I was basing my opinion on an article I read a couple year's ago about Google's 3 million miles driven and Waymo's 4 million and them involved in no major accidents, and most of the fender bender's being the fault of the human drivers hitting it

Could be a difference in tech and capabilities in the companies? Could be that this was the 1 serious incident and they'll go hundreds of miles without one now. With the rate I hear about deadly car crashes just on the highways around my 70,000 pop town I would have thought the fatality rate was significantly higher than it apparently is. Your numbers check out and I learned something today. Thank you, and with this sad news about Uber's fatality it seems even these less than 1 in a million mistakes (unavoidable situations?) from a computer is worse than a human can do.
 
I believe It will always try to avoid The Pedestrian. the driver/passenger is in a 2000 lb piece of metal with multiple safety features compared to a bag of Flesh and Bones.

There are 8 billion flesh bags walking the earth. We cant blame the machines for hating us.
 
There will always be casualties but as long as it isn't anymore dangerous than manual driving then it shouldn't be an issue. Hell it might be even worth accepting a slightly higher casualty rate for greater convenience, we do this all the time e.g. we could save a couple more lives by reducing the speed limit but we don't because it would be massively inconvenient to the majority.
 
The difference being when a person's operating the vehicle there is someone to hold accountable. What do you do when it's in autonomous mode? Crush the car and say sorry about your luck?

I'm not sure about laws in the US but in Australia you are required to remain behind the wheel and in control of the car. So although it is 'autonomous' at the time you must be there with your hands basically on the wheel and in control.

I would imagine that if the law evolves it could be a liability issue for Tesla.
 
If self-driving vehicles kill enough people we won't have as large an unemployment problem when self-driving vehicles put millions out of work. So there is an upside.
 
- Tempe police are investigating a deadly crash involving a self-driving Uber vehicle overnight.

The Uber vehicle was reportedly driving early Monday when a woman walking outside of the crosswalk was struck.

The woman was taken to the hospital where she died from her injuries.

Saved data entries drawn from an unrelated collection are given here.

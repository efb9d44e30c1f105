use std::path::PathBuf;

use clap::{Parser, ValueEnum};
use log::LevelFilter;

/// Log levels selectable from the command line
#[derive(Debug, Clone, Copy, PartialEq, Eq, ValueEnum)]
pub enum LogLevel {
    Error,
    Warn,
    Info,
    Debug,
    Trace,
}

impl From<LogLevel> for LevelFilter {
    fn from(level: LogLevel) -> Self {
        match level {
            LogLevel::Error => LevelFilter::Error,
            LogLevel::Warn => LevelFilter::Warn,
            LogLevel::Info => LevelFilter::Info,
            LogLevel::Debug => LevelFilter::Debug,
            LogLevel::Trace => LevelFilter::Trace,
        }
    }
}

#[derive(Debug, Parser)]
#[command(name = "lumen")]
#[command(about = "Render a scene with the Lumen CPU ray tracer")]
pub struct Args {
    /// JSON scene description; renders the built-in demo when omitted
    pub scene: Option<PathBuf>,

    /// Directory the PNG is written to
    #[arg(short, long, default_value = "images")]
    pub output: PathBuf,

    /// Worker threads: 1 renders on the main thread, 0 uses every core
    #[arg(short, long, default_value_t = 0)]
    pub threads: usize,

    /// Enable anti-aliasing with N x N samples per pixel
    #[arg(short = 'a', long, value_name = "N")]
    pub anti_aliasing: Option<u32>,

    /// Overlay a grid line every N pixels after rendering
    #[arg(long, value_name = "N")]
    pub grid: Option<u32>,

    /// Logging level; overrides RUST_LOG
    #[arg(long)]
    pub log_level: Option<LogLevel>,
}

#[cfg(test)]
mod tests {
    use super::*;

    #[test]
    fn test_defaults() {
        let args = Args::try_parse_from(["lumen"]).unwrap();
        assert_eq!(args.scene, None);
        assert_eq!(args.output, PathBuf::from("images"));
        assert_eq!(args.threads, 0);
        assert_eq!(args.anti_aliasing, None);
        assert_eq!(args.grid, None);
        assert_eq!(args.log_level, None);
    }

    #[test]
    fn test_all_options() {
        let args = Args::try_parse_from([
            "lumen",
            "scenes/mirrors.json",
            "--output",
            "out",
            "-t",
            "4",
            "-a",
            "3",
            "--grid",
            "50",
            "--log-level",
            "debug",
        ])
        .unwrap();

        assert_eq!(args.scene, Some(PathBuf::from("scenes/mirrors.json")));
        assert_eq!(args.output, PathBuf::from("out"));
        assert_eq!(args.threads, 4);
        assert_eq!(args.anti_aliasing, Some(3));
        assert_eq!(args.grid, Some(50));
        assert_eq!(args.log_level, Some(LogLevel::Debug));
        assert_eq!(LevelFilter::from(LogLevel::Debug), LevelFilter::Debug);
    }

    #[test]
    fn test_rejects_bad_thread_count() {
        assert!(Args::try_parse_from(["lumen", "--threads", "-2"]).is_err());
    }
}
//! Finite, capped cylinder primitive.
//!
//! The side wall is the tube around the axis ray clipped to `0 < s < height`
//! along the axis; the two ends are closed by cap disks.

use lumen_math::{align_zero, is_zero, Color, MathResult, Point, Ray, Vector};

use crate::{
    error::{ConstructionError, ConstructionResult},
    intersectable::{geo_points, GeoPoint, Geometry, Intersectable, Surface},
    tube, Material, Plane,
};

/// A cylinder of finite height with closed ends.
#[derive(Debug, Clone)]
pub struct Cylinder {
    axis: Ray,
    radius: f64,
    height: f64,
    surface: Surface,
}

impl Cylinder {
    /// Create a new cylinder whose base disk is centered at the axis head.
    pub fn new(axis: Ray, radius: f64, height: f64) -> ConstructionResult<Self> {
        if radius <= 0.0 || is_zero(radius) {
            return Err(ConstructionError::InvalidRadius(radius));
        }
        if height <= 0.0 || is_zero(height) {
            return Err(ConstructionError::InvalidHeight(height));
        }
        Ok(Self {
            axis,
            radius,
            height,
            surface: Surface::default(),
        })
    }

    pub fn with_emission(mut self, emission: Color) -> Self {
        self.surface.emission = emission;
        self
    }

    pub fn with_material(mut self, material: Material) -> Self {
        self.surface.material = material;
        self
    }

    pub fn height(&self) -> f64 {
        self.height
    }

    /// Position of `point` along the axis, measured from the base.
    fn axial(&self, point: Point) -> f64 {
        align_zero(point.as_dvec3().dot(self.axis.direction().as_dvec3())
            - self.axis.head().as_dvec3().dot(self.axis.direction().as_dvec3()))
    }

    fn cap_distance(&self, center: Point, ray: &Ray, max_distance: f64) -> Option<f64> {
        let cap = Plane::new(center, self.axis.direction());
        let t = cap.hit_distance(ray, max_distance)?;
        let r2 = ray.point_at(t).distance_squared(center);
        (align_zero(r2 - self.radius * self.radius) < 0.0).then_some(t)
    }

    fn hit_distances(&self, ray: &Ray, max_distance: f64) -> Vec<f64> {
        let mut distances: Vec<f64> =
            tube::side_distances(&self.axis, self.radius, ray, max_distance)
                .into_iter()
                .filter(|&t| {
                    let s = self.axial(ray.point_at(t));
                    s > 0.0 && align_zero(s - self.height) < 0.0
                })
                .collect();

        let base = self.axis.head();
        let top = self.axis.point_at(self.height);
        distances.extend(self.cap_distance(base, ray, max_distance));
        distances.extend(self.cap_distance(top, ray, max_distance));
        distances
    }
}

impl Intersectable for Cylinder {
    fn find_geo_intersections(&self, ray: &Ray, max_distance: f64) -> Vec<GeoPoint<'_>> {
        geo_points(self, ray, self.hit_distances(ray, max_distance))
    }
}

impl Geometry for Cylinder {
    fn normal_at(&self, point: Point) -> MathResult<Vector> {
        let dir = self.axis.direction();
        let s = self.axial(point);
        if s == 0.0 {
            return Ok(-dir);
        }
        if is_zero(self.height - s) {
            return Ok(dir);
        }
        tube::side_normal(&self.axis, point)
    }

    fn surface(&self) -> &Surface {
        &self.surface
    }
}

#[cfg(test)]
mod tests {
    use super::*;

    fn v(x: f64, y: f64, z: f64) -> Vector {
        Vector::new(x, y, z).unwrap()
    }

    fn p(x: f64, y: f64, z: f64) -> Point {
        Point::new(x, y, z)
    }

    fn cylinder() -> Cylinder {
        Cylinder::new(Ray::new(Point::ZERO, v(0.0, 0.0, 1.0)), 1.0, 2.0).unwrap()
    }

    #[test]
    fn test_cylinder_normals() {
        let cyl = cylinder();
        // Side wall
        assert!(cyl.normal_at(p(1.0, 0.0, 1.0)).unwrap().abs_diff_eq(v(1.0, 0.0, 0.0), 1e-12));
        // Base cap, including the axis head itself
        assert!(cyl.normal_at(p(0.5, 0.0, 0.0)).unwrap().abs_diff_eq(v(0.0, 0.0, -1.0), 1e-12));
        assert!(cyl.normal_at(Point::ZERO).unwrap().abs_diff_eq(v(0.0, 0.0, -1.0), 1e-12));
        // Top cap
        assert!(cyl.normal_at(p(0.0, 0.5, 2.0)).unwrap().abs_diff_eq(v(0.0, 0.0, 1.0), 1e-12));
        assert!(cyl.normal_at(p(0.0, 0.0, 2.0)).unwrap().abs_diff_eq(v(0.0, 0.0, 1.0), 1e-12));
    }

    #[test]
    fn test_side_hits_are_clipped_by_height() {
        let cyl = cylinder();

        let through = Ray::new(p(-2.0, 0.0, 1.0), v(1.0, 0.0, 0.0));
        assert_eq!(cyl.find_intersections(&through).len(), 2);

        let above = Ray::new(p(-2.0, 0.0, 3.0), v(1.0, 0.0, 0.0));
        assert!(cyl.find_intersections(&above).is_empty());

        let below = Ray::new(p(-2.0, 0.0, -1.0), v(1.0, 0.0, 0.0));
        assert!(cyl.find_intersections(&below).is_empty());
    }

    #[test]
    fn test_ray_along_axis_hits_both_caps() {
        let ray = Ray::new(p(0.2, 0.0, -1.0), v(0.0, 0.0, 1.0));
        let mut points = cylinder().find_intersections(&ray);
        points.sort_by(|a, b| a.z().total_cmp(&b.z()));

        assert_eq!(points.len(), 2);
        assert!(points[0].abs_diff_eq(p(0.2, 0.0, 0.0), 1e-12));
        assert!(points[1].abs_diff_eq(p(0.2, 0.0, 2.0), 1e-12));
    }

    #[test]
    fn test_ray_through_cap_and_side() {
        let ray = Ray::new(p(0.0, 0.0, 3.0), v(0.5, 0.0, -1.0));
        let mut points = cylinder().find_intersections(&ray);
        points.sort_by(|a, b| b.z().total_cmp(&a.z()));

        assert_eq!(points.len(), 2);
        assert!(points[0].abs_diff_eq(p(0.5, 0.0, 2.0), 1e-9));
        assert!(points[1].abs_diff_eq(p(1.0, 0.0, 1.0), 1e-9));
    }

    #[test]
    fn test_ray_grazing_the_rim_misses() {
        let ray = Ray::new(p(0.0, 0.0, 3.0), v(1.0, 0.0, -1.0));
        assert!(cylinder().find_intersections(&ray).is_empty());
    }

    #[test]
    fn test_invalid_dimensions() {
        let axis = Ray::new(Point::ZERO, v(0.0, 0.0, 1.0));
        assert_eq!(
            Cylinder::new(axis, 1.0, 0.0).unwrap_err(),
            ConstructionError::InvalidHeight(0.0)
        );
        assert_eq!(
            Cylinder::new(axis, -1.0, 1.0).unwrap_err(),
            ConstructionError::InvalidRadius(-1.0)
        );
    }
}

Tempe Police says the vehicle was in autonomous mode at the time of the crash and a vehicle operator was
also behind the wheel.

https://www.abc15.com/news/arizona-...-driving-uber-car-involved-in-crash-overnight


Bad news for Uber regardless.

Sounds like 50 points.
 
Good point. The cars cameras may not have even seen the biker. I actually have thought about this a couple of times when I couldn't see shit out of my backup camera. I'm like umm what happens if this car was supposed to drive itself right now?

Yep, that's how far 100s of millions of dollars in research of development of autonomous driving have gotten us. The same experience as you looking through your backup camera.
 
Yep, that's how far 100s of millions of dollars in research of development of autonomous driving have gotten us. The same experience as you looking through your backup camera.
Obviously they are going to be better cameras, but at the end of the day it's still going to be small cameras and those can get mud and water etc on them
 
cant wait until they say the bicycle malfunctioned and the car was not at fault.